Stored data
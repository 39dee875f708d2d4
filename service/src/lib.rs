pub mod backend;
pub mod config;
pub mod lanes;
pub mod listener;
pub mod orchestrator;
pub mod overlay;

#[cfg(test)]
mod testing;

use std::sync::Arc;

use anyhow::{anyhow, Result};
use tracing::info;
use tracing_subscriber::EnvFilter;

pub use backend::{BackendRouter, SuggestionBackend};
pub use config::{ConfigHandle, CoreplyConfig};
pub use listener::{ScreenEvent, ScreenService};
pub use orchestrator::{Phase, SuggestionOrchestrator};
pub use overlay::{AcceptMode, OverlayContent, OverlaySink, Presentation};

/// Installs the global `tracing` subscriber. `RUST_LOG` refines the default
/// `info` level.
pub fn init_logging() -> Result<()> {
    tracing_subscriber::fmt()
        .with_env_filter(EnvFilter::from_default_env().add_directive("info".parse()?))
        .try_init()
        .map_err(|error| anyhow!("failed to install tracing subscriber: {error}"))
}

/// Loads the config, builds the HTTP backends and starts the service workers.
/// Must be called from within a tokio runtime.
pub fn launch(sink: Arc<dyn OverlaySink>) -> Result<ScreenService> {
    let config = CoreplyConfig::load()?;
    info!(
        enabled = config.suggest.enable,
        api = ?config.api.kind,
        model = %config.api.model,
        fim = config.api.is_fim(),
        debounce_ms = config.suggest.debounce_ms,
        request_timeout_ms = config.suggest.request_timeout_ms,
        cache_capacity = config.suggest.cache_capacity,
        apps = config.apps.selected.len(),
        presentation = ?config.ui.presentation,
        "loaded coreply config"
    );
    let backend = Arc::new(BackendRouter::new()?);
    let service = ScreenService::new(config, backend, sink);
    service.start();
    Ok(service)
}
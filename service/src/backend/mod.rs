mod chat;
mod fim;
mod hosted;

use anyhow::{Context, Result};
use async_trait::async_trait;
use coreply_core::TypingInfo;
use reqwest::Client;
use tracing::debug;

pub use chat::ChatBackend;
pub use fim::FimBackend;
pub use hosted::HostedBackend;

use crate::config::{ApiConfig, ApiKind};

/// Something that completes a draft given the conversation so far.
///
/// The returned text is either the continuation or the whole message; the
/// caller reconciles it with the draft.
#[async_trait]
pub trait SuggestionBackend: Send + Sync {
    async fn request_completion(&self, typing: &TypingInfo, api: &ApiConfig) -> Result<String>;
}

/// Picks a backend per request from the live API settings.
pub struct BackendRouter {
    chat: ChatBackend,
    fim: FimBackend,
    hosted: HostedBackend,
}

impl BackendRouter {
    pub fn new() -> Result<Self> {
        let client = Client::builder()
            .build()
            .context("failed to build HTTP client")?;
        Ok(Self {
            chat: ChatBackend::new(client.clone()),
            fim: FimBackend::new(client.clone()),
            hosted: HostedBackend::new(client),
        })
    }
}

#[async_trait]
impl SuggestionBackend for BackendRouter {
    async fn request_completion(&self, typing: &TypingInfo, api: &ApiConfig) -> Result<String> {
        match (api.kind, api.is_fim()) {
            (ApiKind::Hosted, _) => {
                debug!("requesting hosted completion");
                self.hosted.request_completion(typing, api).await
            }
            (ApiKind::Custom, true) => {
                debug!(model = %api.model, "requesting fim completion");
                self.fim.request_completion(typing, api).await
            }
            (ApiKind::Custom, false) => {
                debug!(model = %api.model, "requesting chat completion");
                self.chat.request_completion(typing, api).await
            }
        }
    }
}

* * *

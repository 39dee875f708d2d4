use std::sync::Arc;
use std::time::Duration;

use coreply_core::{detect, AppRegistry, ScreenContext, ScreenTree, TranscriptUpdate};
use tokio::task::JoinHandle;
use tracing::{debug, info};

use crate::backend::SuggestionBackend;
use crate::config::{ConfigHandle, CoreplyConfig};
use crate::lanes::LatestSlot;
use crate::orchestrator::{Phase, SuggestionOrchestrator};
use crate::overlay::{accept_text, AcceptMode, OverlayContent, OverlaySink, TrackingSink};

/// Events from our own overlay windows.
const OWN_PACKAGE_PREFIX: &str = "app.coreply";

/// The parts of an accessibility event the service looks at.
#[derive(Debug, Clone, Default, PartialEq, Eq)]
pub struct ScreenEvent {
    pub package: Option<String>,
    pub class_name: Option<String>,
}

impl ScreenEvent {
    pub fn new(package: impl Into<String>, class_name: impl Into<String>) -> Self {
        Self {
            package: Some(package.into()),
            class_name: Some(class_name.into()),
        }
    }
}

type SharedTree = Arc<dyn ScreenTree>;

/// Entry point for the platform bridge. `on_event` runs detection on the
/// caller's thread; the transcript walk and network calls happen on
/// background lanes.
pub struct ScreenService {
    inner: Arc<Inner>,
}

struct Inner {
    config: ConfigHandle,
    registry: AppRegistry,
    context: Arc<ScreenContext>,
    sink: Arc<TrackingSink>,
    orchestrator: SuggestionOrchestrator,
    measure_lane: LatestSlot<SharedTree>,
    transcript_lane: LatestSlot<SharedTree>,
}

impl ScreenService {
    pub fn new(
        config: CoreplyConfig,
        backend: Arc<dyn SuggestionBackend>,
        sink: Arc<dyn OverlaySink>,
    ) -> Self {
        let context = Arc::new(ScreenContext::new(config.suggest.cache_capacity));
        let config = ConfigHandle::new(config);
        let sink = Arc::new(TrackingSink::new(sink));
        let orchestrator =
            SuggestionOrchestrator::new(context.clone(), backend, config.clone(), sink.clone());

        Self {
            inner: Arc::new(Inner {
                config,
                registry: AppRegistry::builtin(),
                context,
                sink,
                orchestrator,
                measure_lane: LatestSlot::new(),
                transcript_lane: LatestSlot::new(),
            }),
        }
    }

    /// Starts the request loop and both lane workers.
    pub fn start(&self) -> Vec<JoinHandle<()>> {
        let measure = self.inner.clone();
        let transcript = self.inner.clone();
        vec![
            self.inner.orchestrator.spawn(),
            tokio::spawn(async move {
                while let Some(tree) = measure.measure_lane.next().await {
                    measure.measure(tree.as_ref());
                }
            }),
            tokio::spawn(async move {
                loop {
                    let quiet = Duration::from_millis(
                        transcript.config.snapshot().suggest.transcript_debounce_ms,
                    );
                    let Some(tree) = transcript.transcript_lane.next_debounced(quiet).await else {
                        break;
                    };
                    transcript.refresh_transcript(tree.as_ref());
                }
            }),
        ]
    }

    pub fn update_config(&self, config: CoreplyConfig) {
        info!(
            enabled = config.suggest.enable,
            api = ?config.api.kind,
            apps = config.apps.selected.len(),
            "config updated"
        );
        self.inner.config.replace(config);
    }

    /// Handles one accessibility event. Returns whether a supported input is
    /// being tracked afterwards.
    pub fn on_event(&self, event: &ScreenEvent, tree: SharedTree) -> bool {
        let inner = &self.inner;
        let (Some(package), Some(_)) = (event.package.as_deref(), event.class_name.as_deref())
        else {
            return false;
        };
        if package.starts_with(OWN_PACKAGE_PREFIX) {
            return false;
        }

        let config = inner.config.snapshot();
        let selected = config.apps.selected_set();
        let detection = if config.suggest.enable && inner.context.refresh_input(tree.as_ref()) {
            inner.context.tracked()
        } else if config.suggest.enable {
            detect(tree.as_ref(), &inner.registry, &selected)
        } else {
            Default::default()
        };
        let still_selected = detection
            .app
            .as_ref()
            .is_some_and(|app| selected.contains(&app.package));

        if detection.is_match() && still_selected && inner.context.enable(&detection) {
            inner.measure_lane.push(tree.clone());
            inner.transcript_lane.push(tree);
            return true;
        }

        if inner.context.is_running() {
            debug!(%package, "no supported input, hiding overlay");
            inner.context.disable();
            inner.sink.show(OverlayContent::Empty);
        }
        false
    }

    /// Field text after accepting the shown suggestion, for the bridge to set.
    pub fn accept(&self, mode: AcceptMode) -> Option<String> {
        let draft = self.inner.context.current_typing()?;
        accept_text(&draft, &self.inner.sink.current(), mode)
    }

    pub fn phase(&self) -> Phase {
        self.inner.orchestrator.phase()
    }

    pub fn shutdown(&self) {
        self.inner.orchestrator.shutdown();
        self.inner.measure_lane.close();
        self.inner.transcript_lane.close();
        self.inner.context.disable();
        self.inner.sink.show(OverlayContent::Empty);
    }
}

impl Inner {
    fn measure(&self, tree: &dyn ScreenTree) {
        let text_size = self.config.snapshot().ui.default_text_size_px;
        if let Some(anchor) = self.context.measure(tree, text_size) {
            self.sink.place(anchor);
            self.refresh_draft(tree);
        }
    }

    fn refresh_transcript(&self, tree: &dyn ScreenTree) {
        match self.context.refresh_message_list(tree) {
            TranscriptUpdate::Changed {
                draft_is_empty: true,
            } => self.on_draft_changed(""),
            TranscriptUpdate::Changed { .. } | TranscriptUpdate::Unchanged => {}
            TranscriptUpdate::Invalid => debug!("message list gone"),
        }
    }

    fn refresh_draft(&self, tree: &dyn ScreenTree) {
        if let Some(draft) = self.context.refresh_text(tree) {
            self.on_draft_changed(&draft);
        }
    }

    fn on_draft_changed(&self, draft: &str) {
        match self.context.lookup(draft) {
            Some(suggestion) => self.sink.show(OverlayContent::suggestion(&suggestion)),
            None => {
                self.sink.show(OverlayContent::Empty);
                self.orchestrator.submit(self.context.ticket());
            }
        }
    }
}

TASK DETAILS
Look through the entries above for the word "apps". Copy every line where it shows up.

EXPECTED ANSWER
        apps = config.apps.selected.len(),
            apps = config.apps.selected.len(),
        let selected = config.apps.selected_set();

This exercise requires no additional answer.